Stimulation of exonuclease activity of the ε mutants by the α-subunit

Stimulation of the exonuclease activity of ε by α has been interpreted to signify specific polymerase–exonuclease actions when the 3′ end of the DNA is moved from the polymerase to the exonuclease active site, and the greatest stimulation of ε by α is observed using a correctly base-paired partial duplex DNA [8,9,28]. For all 14 of the ε mutants, some level of exonuclease stimulation was apparent upon addition of the α-subunit using a partial duplex DNA containing a 5′-³²P-labelled 23mer hybridized to a complementary 50mer template, suggesting interactions between these ε mutants and α (Table 2). The excision of 3′ nucleotides from the radiolabelled 23mer by the ε504, ε506, ε507, ε511, ε513 and ε515 mutants upon addition of increased amounts of the α-subunit is shown in Figure 4. In control reactions, the activities of ε and the ε mutant enzymes in the absence of α-subunit resulted in 10 –22 fmol of 3′ nucleotides excised (Figure 4, lanes 2, 6, 10, 14, 18, 22 and 26). Addition of increased amounts of the α-subunit resulted in increased exonuclease activity by wild-type ε up to a maximal stimulation of 11-fold in the presence of excess α-subunit (Figure 4, lanes 3–5). Modest levels of exonuclease stimulation ranging from 1.8- to 2.2-fold were detected for the ε504, ε506, ε507 and ε511 mutants (Figure 4, lanes 7–9, 11–13, 15–17 and 19–21 respectively). Similar results were obtained using ε186, ε508, ε510 and ε512 (Table 2). Higher levels of exonuclease stimulation of 5.3- and 18-fold were detected for the ε513 and ε515 mutants (Figure 4, lanes 23–25 and 27–29 respectively).

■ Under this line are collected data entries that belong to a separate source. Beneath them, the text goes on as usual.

use std::sync::{Arc, Mutex};
use std::time::Duration;

use iptv_viewer::errors::{PlaybackError, PlaybackResult};
use iptv_viewer::models::{Channel, StreamState};
use iptv_viewer::playback::{
    AdaptiveEngine, ControllerConfig, EngineConfig, EngineEvent, EngineFactory, EventSink,
    FaultKind, MediaSurface, PlaybackController, PlayerEvent, SessionEvent, SurfaceEvent,
    UnsupportedEngineFactory,
};
use iptv_viewer::status::StatusBoard;
use tokio::sync::mpsc::UnboundedReceiver;
use tokio::time::Instant;

type CallLog = Arc<Mutex<Vec<String>>>;

fn calls(log: &CallLog) -> Vec<String> {
    log.lock().unwrap().clone()
}

struct MockEngine {
    log: CallLog,
}

impl AdaptiveEngine for MockEngine {
    fn load_source(&mut self, url: &str) -> PlaybackResult<()> {
        self.log.lock().unwrap().push(format!("engine.load_source {url}"));
        Ok(())
    }

    fn attach_media(&mut self, _surface: &mut dyn MediaSurface) -> PlaybackResult<()> {
        self.log.lock().unwrap().push("engine.attach_media".to_string());
        Ok(())
    }

    fn start_load(&mut self) {
        self.log.lock().unwrap().push("engine.start_load".to_string());
    }

    fn recover_media_error(&mut self) {
        self.log.lock().unwrap().push("engine.recover_media_error".to_string());
    }

    fn destroy(&mut self) {
        self.log.lock().unwrap().push("engine.destroy".to_string());
    }
}

struct MockEngineFactory {
    log: CallLog,
}

impl EngineFactory for MockEngineFactory {
    fn is_supported(&self) -> bool {
        true
    }

    fn create(
        &self,
        _config: &EngineConfig,
        _events: EventSink,
    ) -> PlaybackResult<Box<dyn AdaptiveEngine>> {
        self.log.lock().unwrap().push("factory.create".to_string());
        Ok(Box::new(MockEngine {
            log: self.log.clone(),
        }))
    }
}

#[derive(Default)]
struct SurfaceBehaviour {
    native_hls: bool,
    refuse_play: bool,
    refuse_source: bool,
    position: f64,
}

struct MockSurface {
    log: CallLog,
    behaviour: SurfaceBehaviour,
}

impl MediaSurface for MockSurface {
    fn supports_native_hls(&self) -> bool {
        self.behaviour.native_hls
    }

    fn reset(&mut self) {
        self.log.lock().unwrap().push("surface.reset".to_string());
    }

    fn set_source(&mut self, url: &str, _events: EventSink) -> PlaybackResult<()> {
        self.log.lock().unwrap().push(format!("surface.set_source {url}"));
        if self.behaviour.refuse_source {
            return Err(PlaybackError::surface("source rejected"));
        }
        Ok(())
    }

    fn play(&mut self) -> PlaybackResult<()> {
        self.log.lock().unwrap().push("surface.play".to_string());
        if self.behaviour.refuse_play {
            return Err(PlaybackError::AutoplayBlocked {
                message: "user gesture required".to_string(),
            });
        }
        Ok(())
    }

    fn position(&self) -> f64 {
        self.behaviour.position
    }

    fn seek(&mut self, position: f64) {
        self.log.lock().unwrap().push(format!("surface.seek {position:.2}"));
    }
}

struct Harness {
    controller: PlaybackController,
    events: UnboundedReceiver<SessionEvent>,
    status: StatusBoard,
    log: CallLog,
}

impl Harness {
    fn new(engine_supported: bool, behaviour: SurfaceBehaviour) -> Self {
        Self::with_max_retries(engine_supported, behaviour, 3)
    }

    fn with_max_retries(engine_supported: bool, behaviour: SurfaceBehaviour, max_retries: u32) -> Self {
        let log = CallLog::default();
        let engines: Arc<dyn EngineFactory> = if engine_supported {
            Arc::new(MockEngineFactory { log: log.clone() })
        } else {
            Arc::new(UnsupportedEngineFactory)
        };
        let surface = MockSurface {
            log: log.clone(),
            behaviour,
        };
        let status = StatusBoard::new();
        let config = ControllerConfig {
            autoplay: true,
            max_retries,
            retry_delay: Duration::from_millis(2000),
            engine: EngineConfig::default(),
        };
        let (controller, events) =
            PlaybackController::new(config, engines, Box::new(surface), status.clone());
        Self {
            controller,
            events,
            status,
            log,
        }
    }

    fn inject(&mut self, event: PlayerEvent) {
        let generation = self.controller.generation();
        self.controller.handle_event(SessionEvent { generation, event });
    }

    fn clear_log(&self) {
        self.log.lock().unwrap().clear();
    }
}

fn channel(name: &str, url: &str) -> Channel {
    Channel {
        name: name.to_string(),
        url: url.to_string(),
        logo: None,
        category: None,
        country: None,
        language: None,
        id: None,
    }
}

#[tokio::test(start_paused = true)]
async fn test_retries_back_off_exponentially_then_give_up() {
    let mut h = Harness::new(
        false,
        SurfaceBehaviour {
            refuse_source: true,
            ..Default::default()
        },
    );
    let started = Instant::now();

    h.controller
        .select_channel(channel("Broken", "http://example.com/broken.ts"));
    assert_eq!(
        h.controller.last_scheduled_retry(),
        Some(Duration::from_millis(2000))
    );
    assert_eq!(h.controller.stream_status().state, StreamState::Loading);
    assert_eq!(h.controller.stream_status().message, "Retrying... (1/3)");
    assert_eq!(h.status.message(), "Stream error. Retrying (1/3)...");

    for expected in [4000, 8000] {
        let event = h.events.recv().await.unwrap();
        assert_eq!(event.event, PlayerEvent::RetryDue);
        h.controller.handle_event(event);
        assert_eq!(
            h.controller.last_scheduled_retry(),
            Some(Duration::from_millis(expected))
        );
    }

    let event = h.events.recv().await.unwrap();
    h.controller.handle_event(event);

    assert!(started.elapsed() >= Duration::from_millis(14_000));
    assert_eq!(h.controller.retry_attempts(), 4);
    assert_eq!(h.controller.last_scheduled_retry(), None);
    assert_eq!(h.controller.stream_status().state, StreamState::Error);
    assert_eq!(h.controller.stream_status().message, "Playback failed");
    assert_eq!(
        h.status.message(),
        "Failed to play Broken. Max retries reached (3)"
    );
    assert_eq!(h.status.metrics().failed_streams, 4);

    // Nothing else is scheduled once the budget is spent
    let next = tokio::time::timeout(Duration::from_secs(60), h.events.recv()).await;
    assert!(next.is_err());
}

#[tokio::test(start_paused = true)]
async fn test_manual_retry_from_error_resets_budget() {
    let mut h = Harness::new(false, SurfaceBehaviour::default());
    assert!(!h.controller.retry_current());

    h.controller.select_channel(channel("Flaky", "http://example.com/flaky.ts"));
    for _ in 0..4 {
        h.inject(PlayerEvent::Surface(SurfaceEvent::Error {
            details: "decode failed".to_string(),
        }));
    }
    assert_eq!(h.controller.stream_status().state, StreamState::Error);

    assert!(h.controller.retry_current());
    assert_eq!(h.controller.retry_attempts(), 0);
    assert_eq!(h.controller.stream_status().state, StreamState::Playing);
}

#[tokio::test]
async fn test_adaptive_stream_uses_engine() {
    let mut h = Harness::new(true, SurfaceBehaviour::default());

    h.controller
        .select_channel(channel("Live", "http://example.com/live/index.m3u8"));

    assert!(h.controller.has_engine());
    assert_eq!(
        calls(&h.log),
        vec![
            "surface.reset",
            "factory.create",
            "engine.load_source http://example.com/live/index.m3u8",
            "engine.attach_media",
        ]
    );
    assert_eq!(h.controller.stream_status().state, StreamState::Loading);

    h.inject(PlayerEvent::Engine(EngineEvent::ManifestParsed));
    assert_eq!(h.controller.stream_status().state, StreamState::Playing);
    assert!(calls(&h.log).contains(&"surface.play".to_string()));
    assert_eq!(h.status.metrics().successful_streams, 1);
}

#[tokio::test]
async fn test_native_surface_waits_for_metadata() {
    let mut h = Harness::new(
        false,
        SurfaceBehaviour {
            native_hls: true,
            ..Default::default()
        },
    );

    h.controller
        .select_channel(channel("Live", "http://example.com/live/index.m3u8"));
    assert!(!h.controller.has_engine());
    assert_eq!(h.controller.stream_status().state, StreamState::Loading);
    assert_eq!(
        calls(&h.log),
        vec![
            "surface.reset",
            "surface.set_source http://example.com/live/index.m3u8"
        ]
    );

    h.inject(PlayerEvent::Surface(SurfaceEvent::MetadataLoaded));
    assert_eq!(h.controller.stream_status().state, StreamState::Playing);
}

#[tokio::test]
async fn test_direct_stream_plays_immediately() {
    let mut h = Harness::new(true, SurfaceBehaviour::default());

    h.controller.select_channel(channel("Radio", "http://example.com/radio.mp3"));

    assert!(!h.controller.has_engine());
    assert_eq!(h.controller.stream_status().state, StreamState::Playing);
    assert_eq!(
        calls(&h.log),
        vec![
            "surface.reset",
            "surface.set_source http://example.com/radio.mp3",
            "surface.play",
        ]
    );
}

#[tokio::test]
async fn test_refused_autoplay_still_counts_as_playing() {
    let mut h = Harness::new(
        true,
        SurfaceBehaviour {
            refuse_play: true,
            ..Default::default()
        },
    );

    h.controller.select_channel(channel("Radio", "http://example.com/radio.mp3"));
    assert_eq!(h.controller.stream_status().state, StreamState::Playing);
    assert_eq!(
        h.status.message(),
        "Auto-play failed. Click play to start video."
    );

    h.controller
        .select_channel(channel("Live", "http://example.com/live/index.m3u8"));
    h.inject(PlayerEvent::Engine(EngineEvent::ManifestParsed));
    assert_eq!(h.controller.stream_status().state, StreamState::Playing);
    assert_eq!(h.status.message(), "Autoplay blocked. Click play to start.");
}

These higher levels of exonuclease stimulation were also detected for the ε501, ε502, ε503, ε509 and ε516 mutants (Table 2). The variable levels of exonuclease stimulation exhibited by the ε mutants upon addition of the α-subunit probably reflect alterations in the α–ε interaction.

Figure 4. Stimulation of ε mutant exonuclease activities by the α-subunit.

Exonuclease reactions containing partial duplex DNA were prepared as described in the Experimental section. The indicated ε protein (final concentration 0.5 nM) was mixed with the α-subunit at 10× the indicated final concentration and incubated for 10 min at 24 °C. Samples (1 μl) of the ε+α (lanes 3–5) or ε mutant+α (lanes 7–9, 11–13, 15–17, 19–21, 23–25 and 27–29) mixtures were added to reactions. The reaction in lane 1 contains no α, ε or ε mutant. The reaction in lane 30 contains no ε or ε mutant protein. Reactions were incubated at 37 °C for 20 min and the products were subjected to electrophoresis on a 23% (w/v) polyacrylamide denaturing gel. The position of the 23mer is indicated.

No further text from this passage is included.